By Chris Giles
A radical overhaul of the national accounts this autumn will double the official measure of household savings, presenting Britons as a nation of unexpected prudence and undercutting their widely held reputation for profligacy.
For the first time in 15 years, the Office for National Statistics is preparing to rip up the way it measures Britain’s economy, with the new techniques showing a huge increase in the size of the economy, a higher level of public debt and a much increased savings ratio. There is also a good chance that the statisticians will significantly revise up growth recorded in the economy in 2012 and last year.
The reforms will have the potential to both overturn Britain’s reputation as a spendthrift nation and significantly improve the poor productivity performance of recent years.
The ONS yesterday outlined the new global accounting standards it will introduce in September, following similar changes already introduced in the US, Canada and Australia.
Under the new system, research and development spending will count towards gross domestic product rather than being seen as a cost of production, and building aircraft carriers and other weapons of war will also add to the size of the economy. The ONS said the change would add between 2.5 per cent and 5 per cent to GDP, or £40bn-£75bn to the total.
One of the biggest changes, announced by ONS officials yesterday, arises from how savings are measured. From now on, the official figures will count future pension rights as if they were present income.
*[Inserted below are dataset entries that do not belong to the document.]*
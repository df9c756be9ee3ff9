use anyhow::{bail, Context, Result};
use serde::Deserialize;
use std::env;
use std::fs;
use std::path::{Path, PathBuf};
use std::time::Duration;

pub const CONFIG_FILE_NAME: &str = ".vigilrc";

/// Thresholds and timing for one circuit breaker.
#[derive(Debug, Clone, PartialEq)]
pub struct BreakerConfig {
    pub failure_threshold: u32,
    pub reset_timeout: Duration,
    pub half_open_max_calls: u32,
    pub backoff_factor: f64,
    pub max_backoff: Duration,
}

impl Default for BreakerConfig {
    fn default() -> Self {
        Self {
            failure_threshold: 5,
            reset_timeout: Duration::from_secs(60),
            half_open_max_calls: 1,
            backoff_factor: 2.0,
            max_backoff: Duration::from_secs(600),
        }
    }
}

impl BreakerConfig {
    pub fn validate(&self) -> Result<()> {
        if self.failure_threshold == 0 {
            bail!("failure_threshold must be greater than 0");
        }
        if self.half_open_max_calls == 0 {
            bail!("half_open_max_calls must be greater than 0");
        }
        if self.backoff_factor.is_nan() || self.backoff_factor < 1.0 {
            bail!("backoff_factor must be at least 1.0");
        }
        if self.max_backoff < self.reset_timeout {
            bail!("max_backoff must not be shorter than reset_timeout");
        }
        Ok(())
    }
}

#[derive(Debug, Clone, PartialEq, Eq)]
pub struct LoopConfig {
    /// `None` runs until stopped.
    pub max_cycles: Option<u64>,
    /// Run drift detection every N completed cycles; 0 disables it.
    pub drift_check_interval: u64,
    /// Pause between cycles.
    pub cycle_delay: Duration,
    /// Resource names the loop declares as usable by fallback actions.
    pub resources: Vec<String>,
    pub runtime_dir: PathBuf,
}

impl Default for LoopConfig {
    fn default() -> Self {
        Self {
            max_cycles: None,
            drift_check_interval: 10,
            cycle_delay: Duration::ZERO,
            resources: Vec::new(),
            runtime_dir: PathBuf::from(".vigil"),
        }
    }
}

#[derive(Debug, Clone, PartialEq, Eq)]
pub struct DegradedConfig {
    pub max_degraded_time: Duration,
}

impl Default for DegradedConfig {
    fn default() -> Self {
        Self {
            max_degraded_time: Duration::from_secs(300),
        }
    }
}

#[derive(Debug, Clone, PartialEq, Eq)]
pub struct GuardConfig {
    pub watchdog_timeout: Duration,
    pub memory_limit_bytes: Option<u64>,
    pub max_log_entries: usize,
}

impl Default for GuardConfig {
    fn default() -> Self {
        Self {
            watchdog_timeout: Duration::from_secs(300),
            memory_limit_bytes: None,
            max_log_entries: 1000,
        }
    }
}

#[derive(Debug, Clone, PartialEq, Default)]
pub struct SupervisorConfig {
    pub looping: LoopConfig,
    pub breaker: BreakerConfig,
    pub degraded: DegradedConfig,
    pub guard: GuardConfig,
}

impl SupervisorConfig {
    pub fn validate(&self) -> Result<()> {
        self.breaker.validate()?;
        if self.guard.watchdog_timeout.is_zero() {
            bail!("watchdog_timeout must be greater than 0");
        }
        if self.guard.max_log_entries == 0 {
            bail!("max_log_entries must be greater than 0");
        }
        Ok(())
    }
}

#[derive(Debug, Clone, Default)]
pub struct ConfigOverrides {
    pub max_cycles: Option<u64>,
    pub watchdog_timeout_secs: Option<u64>,
    pub failure_threshold: Option<u32>,
    pub reset_timeout_secs: Option<u64>,
    pub max_degraded_secs: Option<u64>,
    pub resources: Option<Vec<String>>,
    pub runtime_dir: Option<PathBuf>,
}

#[derive(Debug, Deserialize, Default)]
#[serde(deny_unknown_fields)]
struct Vigilrc {
    #[serde(default, rename = "loop")]
    looping: LoopSection,
    #[serde(default)]
    breaker: BreakerSection,
    #[serde(default)]
    degraded: DegradedSection,
    #[serde(default)]
    guard: GuardSection,
}

#[derive(Debug, Deserialize, Default)]
#[serde(deny_unknown_fields)]
struct LoopSection {
    max_cycles: Option<u64>,
    drift_check_interval: Option<u64>,
    cycle_delay_ms: Option<u64>,
    resources: Option<Vec<String>>,
    runtime_dir: Option<String>,
}

#[derive(Debug, Deserialize, Default)]
#[serde(deny_unknown_fields)]
struct BreakerSection {
    failure_threshold: Option<u32>,
    reset_timeout_secs: Option<u64>,
    half_open_max_calls: Option<u32>,
    backoff_factor: Option<f64>,
    max_backoff_secs: Option<u64>,
}

#[derive(Debug, Deserialize, Default)]
#[serde(deny_unknown_fields)]
struct DegradedSection {
    max_degraded_secs: Option<u64>,
}

#[derive(Debug, Deserialize, Default)]
#[serde(deny_unknown_fields)]
struct GuardSection {
    watchdog_timeout_secs: Option<u64>,
    memory_limit_mb: Option<u64>,
    max_log_entries: Option<usize>,
}

/// Resolve the supervisor configuration for `cwd`.
///
/// Each field takes the first value found in: `overrides`, `VIGIL_*`
/// environment variables, `<cwd>/.vigilrc`, built-in defaults.
pub fn load_supervisor_config(cwd: &Path, overrides: &ConfigOverrides) -> Result<SupervisorConfig> {
    let mut file_cfg = Vigilrc::default();
    let rc_path = cwd.join(CONFIG_FILE_NAME);
    if rc_path.exists() {
        let raw = fs::read_to_string(&rc_path)
            .with_context(|| format!("failed to read {}", rc_path.display()))?;
        file_cfg = toml::from_str(&raw)
            .with_context(|| format!("failed to parse {}", rc_path.display()))?;
    }

    let defaults = SupervisorConfig::default();

    let max_cycles = first_some(
        overrides.max_cycles,
        env_u64("VIGIL_MAX_CYCLES"),
        file_cfg.looping.max_cycles,
    )
    .or(defaults.looping.max_cycles);

    let drift_check_interval = first_some(
        None,
        env_u64("VIGIL_DRIFT_CHECK_INTERVAL"),
        file_cfg.looping.drift_check_interval,
    )
    .unwrap_or(defaults.looping.drift_check_interval);

    let cycle_delay = first_some(
        None,
        env_u64("VIGIL_CYCLE_DELAY_MS"),
        file_cfg.looping.cycle_delay_ms,
    )
    .map(Duration::from_millis)
    .unwrap_or(defaults.looping.cycle_delay);

    let resources = first_some(
        overrides.resources.clone(),
        env_csv("VIGIL_RESOURCES"),
        file_cfg.looping.resources,
    )
    .unwrap_or_default();

    let runtime_dir = first_some(
        overrides.runtime_dir.clone(),
        env::var("VIGIL_RUNTIME_DIR").ok().map(PathBuf::from),
        file_cfg.looping.runtime_dir.map(PathBuf::from),
    )
    .unwrap_or(defaults.looping.runtime_dir);

    let failure_threshold = first_some(
        overrides.failure_threshold,
        env_u32("VIGIL_FAILURE_THRESHOLD"),
        file_cfg.breaker.failure_threshold,
    )
    .unwrap_or(defaults.breaker.failure_threshold);

    let reset_timeout = first_some(
        overrides.reset_timeout_secs,
        env_u64("VIGIL_RESET_TIMEOUT_SECS"),
        file_cfg.breaker.reset_timeout_secs,
    )
    .map(Duration::from_secs)
    .unwrap_or(defaults.breaker.reset_timeout);

    let half_open_max_calls = first_some(
        None,
        env_u32("VIGIL_HALF_OPEN_MAX_CALLS"),
        file_cfg.breaker.half_open_max_calls,
    )
    .unwrap_or(defaults.breaker.half_open_max_calls);

    let backoff_factor = first_some(
        None,
        env_f64("VIGIL_BACKOFF_FACTOR"),
        file_cfg.breaker.backoff_factor,
    )
    .unwrap_or(defaults.breaker.backoff_factor);

    let max_backoff = first_some(
        None,
        env_u64("VIGIL_MAX_BACKOFF_SECS"),
        file_cfg.breaker.max_backoff_secs,
    )
    .map(Duration::from_secs)
    .unwrap_or(defaults.breaker.max_backoff);

    let max_degraded_time = first_some(
        overrides.max_degraded_secs,
        env_u64("VIGIL_MAX_DEGRADED_SECS"),
        file_cfg.degraded.max_degraded_secs,
    )
    .map(Duration::from_secs)
    .unwrap_or(defaults.degraded.max_degraded_time);

    let watchdog_timeout = first_some(
        overrides.watchdog_timeout_secs,
        env_u64("VIGIL_WATCHDOG_TIMEOUT_SECS"),
        file_cfg.guard.watchdog_timeout_secs,
    )
    .map(Duration::from_secs)
    .unwrap_or(defaults.guard.watchdog_timeout);

    let memory_limit_bytes = first_some(
        None,
        env_u64("VIGIL_MEMORY_LIMIT_MB"),
        file_cfg.guard.memory_limit_mb,
    )
    .map(|mb| mb.saturating_mul(1024 * 1024));

    let max_log_entries = first_some(
        None,
        env_usize("VIGIL_MAX_LOG_ENTRIES"),
        file_cfg.guard.max_log_entries,
    )
    .unwrap_or(defaults.guard.max_log_entries);

    let config = SupervisorConfig {
        looping: LoopConfig {
            max_cycles,
            drift_check_interval,
            cycle_delay,
            resources,
            runtime_dir,
        },
        breaker: BreakerConfig {
            failure_threshold,
            reset_timeout,
            half_open_max_calls,
            backoff_factor,
            max_backoff,
        },
        degraded: DegradedConfig { max_degraded_time },
        guard: GuardConfig {
            watchdog_timeout,
            memory_limit_bytes,
            max_log_entries,
        },
    };
    config.validate()?;
    Ok(config)
}

fn first_some<T>(a: Option<T>, b: Option<T>, c: Option<T>) -> Option<T> {
    a.or(b).or(c)
}

fn env_u32(key: &str) -> Option<u32> {
    env::var(key).ok()?.parse().ok()
}

fn env_u64(key: &str) -> Option<u64> {
    env::var(key).ok()?.parse().ok()
}

fn env_usize(key: &str) -> Option<usize> {
    env::var(key).ok()?.parse().ok()
}

fn env_f64(key: &str) -> Option<f64> {
    env::var(key).ok()?.trim().parse().ok()
}

fn env_csv(key: &str) -> Option<Vec<String>> {
    let value = env::var(key).ok()?;
    let parts = value
        .split(',')
        .map(str::trim)
        .filter(|s| !s.is_empty())
        .map(ToString::to_string)
        .collect::<Vec<_>>();
    if parts.is_empty() {
        None
    } else {
        Some(parts)
    }
}

#[cfg(test)]
mod tests {
    use super::*;

    #[test]
    fn default_config_is_valid() {
        SupervisorConfig::default().validate().expect("defaults");
    }

    #[test]
    fn rejects_zero_threshold() {
        let cfg = BreakerConfig {
            failure_threshold: 0,
            ..BreakerConfig::default()
        };
        assert!(cfg.validate().is_err());
    }

    #[test]
    fn rejects_backoff_below_one() {
        let cfg = BreakerConfig {
            backoff_factor: 0.5,
            ..BreakerConfig::default()
        };
        assert!(cfg.validate().is_err());
    }

    #[test]
    fn rejects_nan_backoff() {
        let cfg = BreakerConfig {
            backoff_factor: f64::NAN,
            ..BreakerConfig::default()
        };
        assert!(cfg.validate().is_err());
    }

    #[test]
    fn rejects_max_backoff_below_reset_timeout() {
        let cfg = BreakerConfig {
            reset_timeout: Duration::from_secs(10),
            max_backoff: Duration::from_secs(5),
            ..BreakerConfig::default()
        };
        assert!(cfg.validate().is_err());
    }

    #[test]
    fn first_some_prefers_earliest() {
        assert_eq!(first_some(Some(1), Some(2), Some(3)), Some(1));
        assert_eq!(first_some(None, Some(2), Some(3)), Some(2));
        assert_eq!(first_some::<u8>(None, None, None), None);
    }
}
With Britain one of the few countries to have a large funded defined-benefit pension system, the change will significantly raise measured household incomes, increasing the savings ratio. Officials said the ratio would rise “by around 5 percentage points”, practically doubling the current 5.1 per cent to about 10 per cent, far closer to that of other European countries.
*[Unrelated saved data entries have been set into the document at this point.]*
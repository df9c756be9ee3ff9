//! Maps arbitrary errors onto the fixed [`ErrorType`] taxonomy.
//!
//! Classification is pure and total: every input yields a tag, unmatched
//! errors fall through to [`ErrorType::Unknown`].

use crate::error::{OperationError, SupervisorError};
use std::error::Error as StdError;
use std::io;
use vigil_types::{ErrorContext, ErrorType};

/// Context key whose value, when it parses as an [`ErrorType`], wins over
/// every other rule.
pub const ERROR_TYPE_HINT: &str = "error_type";

pub fn classify(error: &anyhow::Error, context: &ErrorContext) -> ErrorType {
    if let Some(hint) = context.get(ERROR_TYPE_HINT) {
        if let Ok(tag) = hint.parse::<ErrorType>() {
            return tag;
        }
    }

    error
        .chain()
        .map(classify_cause)
        .find(|t| *t != ErrorType::Unknown)
        .unwrap_or(ErrorType::Unknown)
}

/// Short name describing what kind of error this is, for log records.
pub fn error_kind(error: &anyhow::Error) -> String {
    error
        .chain()
        .find_map(kind_name_of)
        .unwrap_or_else(|| "Error".to_string())
}

/// Classify a bare kind name such as `"ConnectionError"` or `"Timeout"`.
pub fn classify_kind_name(name: &str) -> ErrorType {
    let normalized: String = name
        .chars()
        .filter(|c| c.is_ascii_alphanumeric())
        .map(|c| c.to_ascii_lowercase())
        .collect();
    if normalized.is_empty() {
        return ErrorType::Unknown;
    }

    if let Some(tag) = exact_kind(&normalized) {
        return tag;
    }

    if normalized.contains("timeout") || normalized.contains("timedout") {
        ErrorType::Timeout
    } else if normalized.contains("permission") || normalized.contains("access") {
        ErrorType::Permission
    } else if normalized.contains("connection") || normalized.contains("network") {
        ErrorType::Connectivity
    } else if normalized.contains("resource") {
        ErrorType::ResourceUnavailable
    } else if normalized.contains("validation") || normalized.contains("value") {
        ErrorType::Validation
    } else if normalized.contains("corrupt") {
        ErrorType::CorruptData
    } else if normalized.contains("concurren") || normalized.contains("deadlock") {
        ErrorType::Concurrency
    } else {
        ErrorType::Unknown
    }
}

fn exact_kind(normalized: &str) -> Option<ErrorType> {
    let tag = match normalized {
        "timeouterror" | "timedout" | "elapsed" => ErrorType::Timeout,
        "connectionerror" | "connectionrefusederror" | "connectionreseterror"
        | "connectionabortederror" | "brokenpipeerror" | "brokenpipe" => ErrorType::Connectivity,
        "permissionerror" | "permissiondenied" => ErrorType::Permission,
        "filenotfounderror" | "notfound" => ErrorType::ResourceUnavailable,
        "valueerror" | "typeerror" | "keyerror" | "invalidinput" => ErrorType::Validation,
        "jsondecodeerror" | "unicodedecodeerror" | "invaliddata" => ErrorType::CorruptData,
        "poisonerror" | "lockerror" | "deadlockerror" => ErrorType::Concurrency,
        "interrupted" | "interruptederror" | "wouldblock" => ErrorType::Transient,
        "notimplementederror" | "unsupported" => ErrorType::Persistent,
        _ => return None,
    };
    Some(tag)
}

fn classify_cause(cause: &(dyn StdError + 'static)) -> ErrorType {
    if let Some(op) = cause.downcast_ref::<OperationError>() {
        return classify_kind_name(&op.kind);
    }
    if let Some(err) = cause.downcast_ref::<SupervisorError>() {
        return match err {
            SupervisorError::CircuitOpen { .. } => ErrorType::ResourceUnavailable,
            SupervisorError::WatchdogTimeout { .. } => ErrorType::Timeout,
            SupervisorError::DuplicateAction(_) => ErrorType::Validation,
        };
    }
    if let Some(err) = cause.downcast_ref::<io::Error>() {
        return classify_io_kind(err.kind());
    }
    if cause.downcast_ref::<serde_json::Error>().is_some() {
        return ErrorType::CorruptData;
    }
    debug_identifier(cause)
        .map(|name| classify_kind_name(&name))
        .unwrap_or(ErrorType::Unknown)
}

fn classify_io_kind(kind: io::ErrorKind) -> ErrorType {
    match kind {
        io::ErrorKind::TimedOut => ErrorType::Timeout,
        io::ErrorKind::PermissionDenied => ErrorType::Permission,
        io::ErrorKind::ConnectionRefused
        | io::ErrorKind::ConnectionReset
        | io::ErrorKind::ConnectionAborted
        | io::ErrorKind::NotConnected
        | io::ErrorKind::BrokenPipe
        | io::ErrorKind::AddrNotAvailable => ErrorType::Connectivity,
        io::ErrorKind::InvalidData | io::ErrorKind::UnexpectedEof => ErrorType::CorruptData,
        io::ErrorKind::InvalidInput => ErrorType::Validation,
        io::ErrorKind::NotFound => ErrorType::ResourceUnavailable,
        io::ErrorKind::Interrupted | io::ErrorKind::WouldBlock => ErrorType::Transient,
        _ => ErrorType::Unknown,
    }
}

fn kind_name_of(cause: &(dyn StdError + 'static)) -> Option<String> {
    if let Some(op) = cause.downcast_ref::<OperationError>() {
        return Some(op.kind.clone());
    }
    if let Some(err) = cause.downcast_ref::<io::Error>() {
        return Some(format!("io::{:?}", err.kind()));
    }
    if cause.downcast_ref::<serde_json::Error>().is_some() {
        return Some("serde_json::Error".to_string());
    }
    debug_identifier(cause)
}

/// Leading identifier of the `Debug` rendering: the variant name for enums,
/// the type name for structs. Ad-hoc string errors render quoted and
/// `anyhow` context layers render as a bare `Error`; both yield nothing.
fn debug_identifier(cause: &(dyn StdError + 'static)) -> Option<String> {
    let rendered = format!("{cause:?}");
    let ident: String = rendered
        .chars()
        .take_while(|c| c.is_ascii_alphanumeric() || *c == '_')
        .collect();
    if ident.is_empty() || ident == "Error" || ident.starts_with(|c: char| c.is_ascii_digit()) {
        None
    } else {
        Some(ident)
    }
}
ONS officials also highlighted that their preliminary measures of spending in 2012 were much stronger than the existing national accounts suggest, raising the possibility of a large upward revision to 2012 growth.
One possibility for a rise in spending not showing up in income, officials said, was a rise in the grey economy with growing numbers of self-employed doing more work for cash.
Research by Morgan Stanley suggests a rise in cash used in the economy is a sign of a growing informal economy and tax evasion. If statisticians find corroborating evidence, they will revise up the growth numbers.
Other changes will sharply increase the scale of government debt by more than £100bn as the reforms classify Network Rail’s debt as part of government obligations and no longer classify the state’s shareholdings in Royal Bank of Scotland and Lloyds as liquid assets that could be sold quickly. (FT)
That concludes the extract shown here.